INTRODUCTION
In recent years, dynamic stochastic general equilibrium (DSGE) models of monetary economies have focused on the role of nominal rigidities in affecting the economy's adjustment to monetary policy and non-policy disturbances. While these rigidities appear important for understanding the impact nominal shocks have on such real variables as output and employment, models with only nominal rigidities have been unable to match the responses to monetary disturbances that have been estimated in the data. Typically, empirical studies have concluded that monetary shocks generate large and persistent real responses that display a hump shape. After a positive money shock, for example, output rises over several quarters and then declines. Christiano, Eichenbaum and Evans (1999) document this effect and provide an extensive discussion of the empirical evidence on the effects of monetary shocks. Sims (1992) finds large, hump-shaped responses of real output to monetary shocks in several OECD countries. Inflation also displays a hump-shaped response, although inflation is usually found to respond more slowly than output to monetary shocks.
The ‘stylised facts’ emphasised by Christiano, Eichenbaum and Evans, by Sims, and by others are illustrated in figure 9.1, which shows estimated impulse responses of output and inflation following a shock to the growth rate of money. These responses were obtained from a three-variable VAR (output, inflation, and money growth) estimated using US quarterly data for 1965–2001. Output is real GDP, inflation is measured by the Consumer Price Index, and M2 is the aggregate used to measure money. The real persistence and inflation inertia seen in figure 9.1 has been hard for models based on nominal rigidities to match.
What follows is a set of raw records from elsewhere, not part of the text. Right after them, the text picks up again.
use std::collections::HashMap;

use async_trait::async_trait;
use time::Date;
use tokio::sync::RwLock;
use uuid::Uuid;

use crate::auth::repo_types::{NewUser, User};
use crate::expenditures::repo_types::{Expenditure, ExpenditureChanges, NewExpenditure};

#[derive(Debug, thiserror::Error)]
pub enum StoreError {
    #[error("email already registered: {0}")]
    Conflict(String),
    #[error(transparent)]
    Backend(#[from] anyhow::Error),
}

/// Persistence for users and their expenditures, keyed by normalized email.
#[async_trait]
pub trait Store: Send + Sync {
    async fn create_user(&self, user: NewUser) -> Result<User, StoreError>;
    async fn find_user_by_email(&self, email: &str) -> Result<Option<User>, StoreError>;
    async fn find_user_by_id(&self, id: Uuid) -> Result<Option<User>, StoreError>;

    async fn add_expenditure(&self, exp: NewExpenditure) -> Result<Expenditure, StoreError>;
    async fn list_expenditures(&self, email: &str) -> Result<Vec<Expenditure>, StoreError>;
    /// Update the most recently created expenditure of `email` on `date`.
    /// Returns `None` when there is none.
    async fn update_expenditure(
        &self,
        email: &str,
        date: Date,
        changes: ExpenditureChanges,
    ) -> Result<Option<Expenditure>, StoreError>;
}

/// Process-local store used when no database is configured, and in tests.
#[derive(Default)]
pub struct MemoryStore {
    users: RwLock<HashMap<String, User>>,
    expenditures: RwLock<Vec<Expenditure>>,
}

impl MemoryStore {
    pub fn new() -> Self {
        Self::default()
    }
}

#[async_trait]
impl Store for MemoryStore {
    async fn create_user(&self, user: NewUser) -> Result<User, StoreError> {
        let mut users = self.users.write().await;
        if users.contains_key(&user.email) {
            return Err(StoreError::Conflict(user.email));
        }
        let user = user.into_user();
        users.insert(user.email.clone(), user.clone());
        Ok(user)
    }

    async fn find_user_by_email(&self, email: &str) -> Result<Option<User>, StoreError> {
        Ok(self.users.read().await.get(email).cloned())
    }

    async fn find_user_by_id(&self, id: Uuid) -> Result<Option<User>, StoreError> {
        Ok(self
            .users
            .read()
            .await
            .values()
            .find(|u| u.id == id)
            .cloned())
    }

    async fn add_expenditure(&self, exp: NewExpenditure) -> Result<Expenditure, StoreError> {
        let exp = exp.into_expenditure();
        self.expenditures.write().await.push(exp.clone());
        Ok(exp)
    }

    async fn list_expenditures(&self, email: &str) -> Result<Vec<Expenditure>, StoreError> {
        let mut rows: Vec<Expenditure> = self
            .expenditures
            .read()
            .await
            .iter()
            .filter(|e| e.email == email)
            .cloned()
            .collect();
        rows.sort_by(|a, b| a.date.cmp(&b.date).then(a.created_at.cmp(&b.created_at)));
        Ok(rows)
    }

    async fn update_expenditure(
        &self,
        email: &str,
        date: Date,
        changes: ExpenditureChanges,
    ) -> Result<Option<Expenditure>, StoreError> {
        let mut all = self.expenditures.write().await;
        // Later pushes win ties on created_at.
        let target = all
            .iter_mut()
            .enumerate()
            .filter(|(_, e)| e.email == email && e.date == date)
            .max_by(|(ia, a), (ib, b)| a.created_at.cmp(&b.created_at).then(ia.cmp(ib)))
            .map(|(_, e)| e);
        Ok(target.map(|exp| {
            exp.apply(changes);
            exp.clone()
        }))
    }
}

#[cfg(test)]
mod tests {
    use super::*;
    use time::macros::date;

    fn new_user(email: &str) -> NewUser {
        NewUser {
            name: "Test User".into(),
            email: email.into(),
            password_hash: "hash".into(),
        }
    }

    fn new_exp(email: &str, item_type: &str, date: Date) -> NewExpenditure {
        NewExpenditure {
            email: email.into(),
            item_type: item_type.into(),
            value: 200.0,
            annotation: "October purchase".into(),
            date,
        }
    }

    fn changes(date: Date) -> ExpenditureChanges {
        ExpenditureChanges {
            item_type: "Aluguel Atualizado".into(),
            value: 1600.0,
            annotation: "Ajuste de aluguel de outubro".into(),
            date,
        }
    }

    #[tokio::test]
    async fn duplicate_email_is_a_conflict() {
        let store = MemoryStore::new();
        let user = store.create_user(new_user("ana@domain.com")).await.unwrap();
        assert_eq!(
            store.find_user_by_id(user.id).await.unwrap().unwrap().email,
            "ana@domain.com"
        );
        let err = store.create_user(new_user("ana@domain.com")).await.unwrap_err();
        assert!(matches!(err, StoreError::Conflict(_)));
    }

    #[tokio::test]
    async fn update_targets_owner_and_date() {
        let store = MemoryStore::new();
        let day = date!(2024 - 10 - 31);
        store.add_expenditure(new_exp("ana@domain.com", "Supermarket", day)).await.unwrap();
        store.add_expenditure(new_exp("bia@domain.com", "Supermarket", day)).await.unwrap();

        let updated = store
            .update_expenditure("ana@domain.com", day, changes(day))
            .await
            .unwrap()
            .expect("record on that date");
        assert_eq!(updated.item_type, "Aluguel Atualizado");
        assert_eq!(updated.value, 1600.0);

        let other = store.list_expenditures("bia@domain.com").await.unwrap();
        assert_eq!(other[0].item_type, "Supermarket");
    }

    #[tokio::test]
    async fn update_on_shared_date_picks_latest_record() {
        let store = MemoryStore::new();
        let day = date!(2024 - 10 - 31);
        store.add_expenditure(new_exp("ana@domain.com", "first", day)).await.unwrap();
        store.add_expenditure(new_exp("ana@domain.com", "second", day)).await.unwrap();

        store
            .update_expenditure("ana@domain.com", day, changes(day))
            .await
            .unwrap();

        let rows = store.list_expenditures("ana@domain.com").await.unwrap();
        let types: Vec<_> = rows.iter().map(|e| e.item_type.as_str()).collect();
        assert_eq!(types, ["first", "Aluguel Atualizado"]);
    }

    #[tokio::test]
    async fn update_without_match_returns_none() {
        let store = MemoryStore::new();
        let day = date!(2024 - 10 - 31);
        store.add_expenditure(new_exp("ana@domain.com", "Supermarket", day)).await.unwrap();
        let res = store
            .update_expenditure("ana@domain.com", date!(2024 - 11 - 01), changes(day))
            .await
            .unwrap();
        assert!(res.is_none());
    }
}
As Dotsey and King (2001) have expressed it, ‘modern optimizing sticky price models have displayed a chronic inability to generate large and persistent real responses to monetary shock’.
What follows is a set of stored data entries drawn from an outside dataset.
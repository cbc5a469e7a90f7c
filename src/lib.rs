//! Personal finance tracking API: user registration, JWT login and
//! per-user expenditure records.

pub mod app;
pub mod auth;
pub mod config;
pub mod db;
pub mod error;
pub mod expenditures;
pub mod state;
pub mod storage;
pub mod validation;

pub use app::build_app;
pub use state::AppState;
use axum::{
    extract::{
        rejection::{JsonRejection, QueryRejection},
        Query, State,
    },
    routing::{post, put},
    Json, Router,
};
use tracing::{info, instrument, warn};

use crate::{
    auth::{dto::MessageResponse, repo_types::User},
    error::{ApiError, ApiResult},
    expenditures::{
        dto::{AddExpenditureRequest, EmailQuery, ExpenditureAdded, UpdateExpenditureRequest},
        repo_types::{iso_date, Expenditure, ExpenditureChanges, NewExpenditure},
    },
    state::AppState,
    validation::{normalize_email, require_email_param, validate_email_format, validate_value},
};

pub fn expenditure_routes() -> Router<AppState> {
    Router::new()
        .route(
            "/expenditure",
            post(add_expenditure)
                .get(list_expenditures)
                .fallback(method_not_allowed),
        )
        .route(
            "/update/expenditure",
            put(update_expenditure).fallback(method_not_allowed),
        )
}

pub async fn method_not_allowed() -> ApiError {
    ApiError::MethodNotAllowed
}

async fn find_owner(state: &AppState, email: &str) -> ApiResult<User> {
    state
        .store
        .find_user_by_email(email)
        .await?
        .ok_or_else(|| ApiError::NotFound(format!("Email not found: {email}")))
}

#[instrument(skip(state, payload))]
pub async fn add_expenditure(
    State(state): State<AppState>,
    payload: Result<Json<AddExpenditureRequest>, JsonRejection>,
) -> ApiResult<Json<ExpenditureAdded>> {
    let Json(payload) = payload?;
    let email = normalize_email(&payload.email_id);
    validate_email_format(&email)?;
    let owner = find_owner(&state, &email).await?;
    validate_value(payload.value)?;

    let exp = state
        .store
        .add_expenditure(NewExpenditure {
            email: owner.email,
            item_type: payload.item_type,
            value: payload.value,
            annotation: payload.annotation,
            date: payload.date,
        })
        .await?;

    info!(id = %exp.id, email = %exp.email, "expenditure added");
    Ok(Json(ExpenditureAdded {
        message: "Expenditure added successfully!".into(),
        id: exp.id,
    }))
}

#[instrument(skip(state, query))]
pub async fn list_expenditures(
    State(state): State<AppState>,
    query: Result<Query<EmailQuery>, QueryRejection>,
) -> ApiResult<Json<Vec<Expenditure>>> {
    let Query(query) = query?;
    let email = require_email_param(query.email.as_deref())?;
    let owner = find_owner(&state, &email).await?;
    let rows = state.store.list_expenditures(&owner.email).await?;
    Ok(Json(rows))
}

/// The email checks run before the body is looked at, so a missing
/// `email` is reported even when the body is unusable.
#[instrument(skip(state, query, payload))]
pub async fn update_expenditure(
    State(state): State<AppState>,
    query: Result<Query<EmailQuery>, QueryRejection>,
    payload: Result<Json<UpdateExpenditureRequest>, JsonRejection>,
) -> ApiResult<Json<MessageResponse>> {
    let Query(query) = query?;
    let email = require_email_param(query.email.as_deref())?;
    let owner = find_owner(&state, &email).await?;
    let Json(payload) = payload?;
    validate_value(payload.value)?;

    let date = payload.date;
    let changes = ExpenditureChanges {
        item_type: payload.item_type,
        value: payload.value,
        annotation: payload.annotation,
        date,
    };
    let Some(exp) = state
        .store
        .update_expenditure(&owner.email, date, changes)
        .await?
    else {
        let day = iso_date::format(&date).unwrap_or_else(|_| date.to_string());
        warn!(email = %owner.email, date = %day, "no expenditure on date");
        return Err(ApiError::NotFound(format!(
            "No expenditure found for {} on {day}",
            owner.email
        )));
    };

    info!(id = %exp.id, email = %exp.email, "expenditure updated");
    Ok(Json(MessageResponse {
        message: "Expenditure updated successfully!".into(),
    }))
}
use serde::{Deserialize, Serialize};
use uuid::Uuid;

/// JWT payload used for authentication.
#[derive(Debug, Clone, Serialize, Deserialize)]
pub struct Claims {
    pub sub: Uuid,   // user ID
    pub iat: usize,  // issued at (unix timestamp)
    pub exp: usize,  // expires at (unix timestamp)
    pub iss: String, // issuer
    pub aud: String, // audience
}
In order to capture at least some of the real persistence seen in empirical studies, models based on nominal rigidity generally must assume a high degree of price stickiness. For example, it is common to assume that individual prices remain fixed on average for as much as nine months. Micro data on individual prices, however, suggests that prices typically change more frequently than this. Consequently, a number of researchers have recently argued that simply adding nominal rigidities to an otherwise standard DSGE model is not sufficient to match the persistence observed in the data.